SEC OKs Rules on Financial Conduct
WASHINGTON — The Securities and Exchange Commission on Wednesday sought to prevent companies from releasing deceptive financial results and also moved to ban stock trading by top managers during times when rank-and-file employees are restricted from selling their own shares.
In addition, the SEC approved a rule requiring companies to disclose whether they have financial experts on their board audit committees. But the commission gave companies some latitude in determining who qualifies as an expert.
The unanimous SEC decisions came as officials raced to meet deadlines mandated by Congress for tougher regulations in the wake of last year’s string of corporate debacles. The wave of new requirements arises from last summer’s Sarbanes-Oxley legislation, in which Congress sought to protect the interests of investors and prevent a recurrence of the financial scandals at Enron Corp. and other firms.
Outgoing Chairman Harvey L. Pitt said the SEC is in the midst of “the busiest two weeks of rulemaking in this agency’s history.”
The SEC commissioners agreed to make companies give the public more information about pro forma financial results, which often exclude one-time costs and were particularly popular with high-tech firms during the market mania of the 1990s. Under the new rule, companies will have to show investors how such pro forma results jibe with generally accepted accounting principles.
“This is a huge step forward,” said Commissioner Roel C. Campos.
The SEC also banned a firm’s directors and executive officers from trading company stock during periods of three days or more when rank-and-file workers are not allowed to sell shares held in their own 401(k) retirement plans. The rule was prompted by the huge stock sales made by high-ranking Enron executives as the company slid into bankruptcy protection.
“It’s only fair that the officers, directors and employees are treated similarly,” said Commissioner Cynthia Glassman.

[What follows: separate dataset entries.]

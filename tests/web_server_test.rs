use axum::http::StatusCode;
use axum_test::TestServer;
use serde_json::{json, Value};
use shnoor_chat::web_server::{build_router, AppState};
use shnoor_chat::{ChatConfig, MessageResolver};
use std::sync::Arc;
use wiremock::matchers::method;
use wiremock::{Mock, MockServer, ResponseTemplate};

fn server_for(api_base_url: &str) -> TestServer {
    let config = ChatConfig {
        company: "Shnoor International LLC".to_string(),
        api_key: Some("test-key".to_string()),
        model: "gemini-1.5-flash".to_string(),
        api_base_url: api_base_url.to_string(),
        temperature: 0.3,
        max_output_tokens: 200,
    };
    let resolver = Arc::new(MessageResolver::from_config(&config));
    let app = build_router(AppState::new(resolver, config.greeting()));
    TestServer::new(app).unwrap()
}

#[tokio::test]
async fn test_api_chat_canned_answer() {
    let server = server_for("http://127.0.0.1:1");
    let response = server
        .post("/api/chat")
        .json(&json!({"message": "How can I contact Shnoor International LLC?"}))
        .await;
    response.assert_status_ok();
    assert_eq!(
        response.json::<Value>(),
        json!({
            "role": "bot",
            "text": "You can contact Shnoor International LLC through official company email or phone channels."
        })
    );
}

#[tokio::test]
async fn test_api_chat_remote_answer() {
    let gemini = MockServer::start().await;
    Mock::given(method("POST"))
        .respond_with(ResponseTemplate::new(200).set_body_json(json!({
            "candidates": [{"content": {"parts": [{"text": "We trade worldwide."}]}}]
        })))
        .expect(1)
        .mount(&gemini)
        .await;

    let server = server_for(&gemini.uri());
    let response = server
        .post("/api/chat")
        .json(&json!({"message": "Which markets do you trade in?"}))
        .await;
    response.assert_status_ok();
    assert_eq!(response.json::<Value>()["text"], "We trade worldwide.");
}

#[tokio::test]
async fn test_api_chat_transport_failure() {
    let server = server_for("http://127.0.0.1:1");
    let response = server
        .post("/api/chat")
        .json(&json!({"message": "Which markets do you trade in?"}))
        .await;
    response.assert_status_ok();
    assert_eq!(response.json::<Value>()["text"], "Error connecting to AI service.");
}

#[tokio::test]
async fn test_api_chat_blank_message() {
    let server = server_for("http://127.0.0.1:1");
    let response = server
        .post("/api/chat")
        .json(&json!({"message": "   "}))
        .expect_failure()
        .await;
    response.assert_status(StatusCode::BAD_REQUEST);
    assert_eq!(response.json::<Value>()["error"], "message is empty");
}

#[tokio::test]
async fn test_index_renders_greeting() {
    let server = server_for("http://127.0.0.1:1");
    let response = server.get("/").await;
    response.assert_status_ok();
    let html = response.text();
    assert!(html.contains("Shnoor International LLC – AI Chatbot"));
    assert!(html.contains("How can I help you today?"));
}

In addition, the SEC approved rules requiring firms to disclose whether they have a code of ethics for their officers and whether their audit committee includes a financial expert.
Some companies had complained that the term “financial expert” was a vague and perhaps difficult standard that would exclude otherwise qualified people from serving on audit committees. The rule approved Wednesday sets a lower standard, although it requires that the individual have an understanding of financial statements and accounting standards.
“Financial expertise counts, but there’s no reason to be rigid here,” Commissioner Harvey Goldschmid said.
The SEC is still putting the finishing touches on new policies designed to bolster the independence of auditors by restricting services such firms may provide to their audit clients, as well as a rule that will lay out the responsibility of lawyers to report malfeasance they may discover at a client firm.
The flurry of rulemaking is drawing a mixed response from outside observers.
“This is a once-in-a-lifetime type of sea change,” said Lynn E. Turner, a former chief accountant at the SEC. Turner said that no individual rule was the key: “It takes a whole package to get the change in culture and impact in the markets that Congress was looking for.”
Others, however, were less impressed, saying that in the aftermath of the corporate scandals, the marketplace is demanding more conscientious accounting regardless of the SEC.
“One way or the other, pro forma [financial reporting] is going the way of the hula hoop,” said Nell Minow, editor of the Corporate Library, a Web site that follows corporate governance issues.
In a related development Wednesday, the Financial Accounting Standards Board, which sets accounting standards in the U.S., approved new rules that clamp down on the abuse of creative financing deals that allowed firms such as Enron to shift debt off their books.
The new standard represents one of the most significant changes in accounting rules inspired directly by Enron’s collapse. The rules involve so-called special purpose entities and when they can be excluded from a parent company’s books.
The now-infamous special purpose entities (SPEs) typically are partnerships that are often used by companies to move debt off their balance sheet. Many have legitimate uses, but others are structured specifically with the intent of concealing debt from investors.
Under the new rules, companies that bear the majority -- or more than 50% -- of risk of expected losses or gains from a special purpose entity must also reflect that SPE’s assets and liabilities on their balance sheet.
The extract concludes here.